And took them quite away!’
Using Alice’s trial as hermeneutical device, this study will attempt to explain the
logic of fiqh from a semiotic perspective, postulating a divergence between Western
and Islamic law in their respective modes of legal inference.
To this aim, § 2 will reflect on the application of semiotics in comparative studies
by looking at law as a specific language, a symbolic system developing the fact/law
interplay.
After that, § 3 will focus on the semiotics of fiqh. Here, the paradigm of the
divine creation in Islam (§ 3.1) will be linked to a “distinctive manner of imagining
the real” where the effort (ijtihād) of understanding sharī’ah requires the jurist to
think the “right” (ḥaqq) as a “rule” (ḥukm) whose effects are to be defined in
connection with the fact (§ 3.2).
§ 4 will employ Alice’s trial to characterize the logic of fiqh in terms of
abduction, in the light of Peirce’s notion of “hypothesis” (§ 4.1) and Harman’s
description of “the inference to the best explanation” (§ 4.2.2). In particular, the
article will show how, to the extent to which the trial appears paradoxical to Alice
(whose legal mind, we suppose, is a Western one), its abductive procedure actually
works in the logic of fiqh, and can clarify why if only sharī‘ah pre-scribes the
“Law”, the right has to be justified through a verdict de-scribing the fact for the
“law” to be validly stated by the jurist.
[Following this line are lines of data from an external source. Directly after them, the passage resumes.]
//! Small object classes shared by unit tests.

use oroboros_reflect::{reflect_class, ObjPtr, ObjectId, ObjectRef};

use crate::object::{CoreObjects, MutationPermit, ObjectClass};

#[derive(Default, Debug, Clone, PartialEq)]
pub struct Cushion {
    pub softness: f32,
}

reflect_class!(Cushion { softness: f32 });

impl ObjectClass for Cushion {}

/// Creates a `Cushion` subobject on construction.
#[derive(Default, Debug, Clone, PartialEq)]
pub struct Chair {
    pub legs: u32,
    pub cushion: ObjPtr<Cushion>,
}

reflect_class!(Chair { legs: u32, cushion: ObjPtr<Cushion> });

impl ObjectClass for Chair {
    fn constructed(objects: &CoreObjects, permit: &MutationPermit, this: ObjectId) {
        if let Ok(cushion) = objects.create::<Cushion>(permit, "Cushion", Some(this)) {
            objects.modify::<Chair, _>(permit, this, |chair| chair.cushion = ObjPtr::new(cushion));
        }
    }
}

/// Points at an arbitrary object, usually one in another tree.
#[derive(Default, Debug, Clone, PartialEq)]
pub struct Anchor {
    pub target: ObjectRef,
    pub offset: f32,
}

reflect_class!(Anchor { target: ObjectRef, offset: f32 });

impl ObjectClass for Anchor {}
In this frame, abductive reasoning will
provide an account for the probabilistic nature of fiqh (§ 4.2.1), its ramification
(furū‘) through verdicts (§ 4.2.3), as well as for the epistemic and narrative function
of the tradition (§ 4.2.2).
§ 5 will conclude the study with some considerations on the interaction between
Islamic fiqh and state law in contemporary Muslim societies by commenting on their
supposed incompatibility, as recently theorised by Wael B. Hallaq [19]. In
particular, keeping an eye on Carroll’s novel, it will be the Cheshire Cat to provide
some advice on this topical issue.

2 [‘Consider your verdict’…] Comparative Law and Semiotics:


Uncovering the Fact/Law Dialectics in Symbolic Terms

Some lines above, we left the White Rabbit reading the accusation of theft.
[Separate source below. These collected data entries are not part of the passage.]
#[cfg(test)]
mod tests {
    use super::*;
    use crate::test_classes::{Chair, Cushion};

    fn runtime() -> CoreObjects {
        let objects = CoreObjects::new(Arc::new(TypeRegistry::new()));
        let permit = objects.mutation_permit();
        objects.register_class::<Chair>(&permit);
        objects.register_class::<Cushion>(&permit);
        objects
    }

    #[test]
    fn test_create_runs_construction_hook() {
        let objects = runtime();
        let permit = objects.mutation_permit();
        let chair = objects.create::<Chair>(&permit, "Chair", None).unwrap();

        let cushion = objects.find("Chair:Cushion").unwrap();
        assert_eq!(objects.outer(cushion), Some(chair));
        assert!(objects.is_a::<Cushion>(cushion));
        assert!(objects.flags(chair).unwrap().contains(ObjectFlags::ROOT_OBJECT));
        assert!(!objects.flags(cushion).unwrap().contains(ObjectFlags::ROOT_OBJECT));
        assert_eq!(
            objects.read::<Chair, _>(chair, |chair| chair.cushion.get()),
            Some(Some(cushion))
        );
    }

    #[test]
    fn test_unregistered_class_rejected() {
        let objects = CoreObjects::new(Arc::new(TypeRegistry::new()));
        let permit = objects.mutation_permit();
        assert!(matches!(
            objects.create::<Chair>(&permit, "Chair", None),
            Err(ObjectsError::ClassNotRegistered(_))
        ));
    }

    #[test]
    fn test_destroy_parks_storage_until_collection() {
        let objects = runtime();
        let permit = objects.mutation_permit();
        let chair = objects.create::<Chair>(&permit, "Chair", None).unwrap();
        let handle = objects.record(chair).unwrap().handle;

        assert_eq!(objects.resolve_handle(handle), HandleState::Live(chair));
        assert_eq!(objects.destroy_object(&permit, chair), 2);
        assert!(!objects.is_valid(chair));
        assert!(objects.find("Chair:Cushion").is_none());
        assert_eq!(objects.resolve_handle(handle), HandleState::PendingGc);

        assert_eq!(objects.collect_garbage(&permit), 2);
        assert_eq!(objects.resolve_handle(handle), HandleState::Invalid);
    }

    #[test]
    fn test_collect_on_destroy() {
        let mut config = RuntimeConfig::default();
        config.gc.collect_on_destroy = true;
        let objects = CoreObjects::with_config(Arc::new(TypeRegistry::new()), config);
        let permit = objects.mutation_permit();
        objects.register_class::<Cushion>(&permit);

        let cushion = objects.create::<Cushion>(&permit, "Loose", None).unwrap();
        let handle = objects.record(cushion).unwrap().handle;
        objects.destroy_object(&permit, cushion);
        assert_eq!(objects.pending_gc_count(), 0);
        assert_eq!(objects.resolve_handle(handle), HandleState::Invalid);
    }

    #[test]
    fn test_purge_frees_whole_tree() {
        let objects = runtime();
        let permit = objects.mutation_permit();
        let chair_class = objects.types().descriptor_of::<Chair>();
        let cushion_class = objects.types().descriptor_of::<Cushion>();
        let chair = objects.create::<Chair>(&permit, "Chair", None).unwrap();
        let cushion = objects.find("Chair:Cushion").unwrap();
        let handles = [
            objects.record(chair).unwrap().handle,
            objects.record(cushion).unwrap().handle,
        ];
        objects.set_flags(&permit, chair, ObjectFlags::GC_PURGE);

        assert_eq!(objects.destroy_object(&permit, chair), 2);
        assert_eq!(objects.pending_gc_count(), 0);
        for handle in handles {
            assert_eq!(objects.resolve_handle(handle), HandleState::Invalid);
        }
        assert_eq!(objects.storage_usage(chair_class).map(|usage| usage.0), Some(0));
        assert_eq!(objects.storage_usage(cushion_class).map(|usage| usage.0), Some(0));
        assert_eq!(objects.collect_garbage(&permit), 0);
    }

    #[test]
    fn test_create_or_get() {
        let objects = runtime();
        let permit = objects.mutation_permit();
        let chair_class = objects.types().descriptor_of::<Chair>();
        let cushion_class = objects.types().descriptor_of::<Cushion>();

        let chair = objects
            .create_or_get(&permit, chair_class, "Chair", None, ObjectFlags::NONE)
            .unwrap();
        let again = objects
            .create_or_get(&permit, chair_class, "Chair", None, ObjectFlags::NONE)
            .unwrap();
        assert_eq!(chair, again);
        assert!(matches!(
            objects.create_or_get(&permit, cushion_class, "Chair", None, ObjectFlags::NONE),
            Err(ObjectsError::ClassMismatch { .. })
        ));
    }

    #[test]
    fn test_paths_and_outers() {
        let objects = runtime();
        let permit = objects.mutation_permit();
        let room = objects.create::<Chair>(&permit, "Room", None).unwrap();
        let chair = objects.create::<Chair>(&permit, "Chair", Some(room)).unwrap();
        let cushion = objects.find("Room:Chair.Cushion").unwrap();

        assert_eq!(objects.object_path(cushion, Some(room)).as_deref(), Some("Chair.Cushion"));
        assert_eq!(objects.object_path(cushion, Some(cushion)).as_deref(), Some(""));
        assert_eq!(objects.object_path(room, Some(cushion)), None);
        assert_eq!(objects.outermost(cushion), Some(room));
        assert_eq!(objects.find_under(room, "Chair.Cushion"), Some(cushion));

        objects.set_outer_and_name(&permit, chair, None, Some("Loose")).unwrap();
        assert_eq!(objects.full_path(cushion).as_deref(), Some("Loose:Cushion"));
        assert!(objects.flags(chair).unwrap().contains(ObjectFlags::ROOT_OBJECT));

        objects.mark_dirty(&permit, cushion);
        assert!(objects.flags(chair).unwrap().contains(ObjectFlags::PACKAGE_DIRTY));
        assert!(!objects.flags(room).unwrap().contains(ObjectFlags::PACKAGE_DIRTY));
    }

    #[test]
    fn test_permit_refused_off_thread() {
        let objects = runtime();
        std::thread::scope(|scope| {
            scope.spawn(|| {
                assert!(objects.try_mutation_permit().is_none());
                assert!(objects.find("Missing").is_none());
            });
        });
        assert!(objects.try_mutation_permit().is_some());
    }
}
Immediately after that, while the King of Hearts is inviting the jurors (twelve
creatures, as Carroll informs us) to deliver the verdict, his voice promptly reacts.
‘Consider your verdict,’ the King said to the jury.
‘Not yet, not yet!’ the Rabbit hastily interrupted.
‘There’s a great deal to come before that!’
Indeed, “a great deal” has still to be examined with regard to the intersection
between comparative law and semiotics when dealing with Muslim fiqh.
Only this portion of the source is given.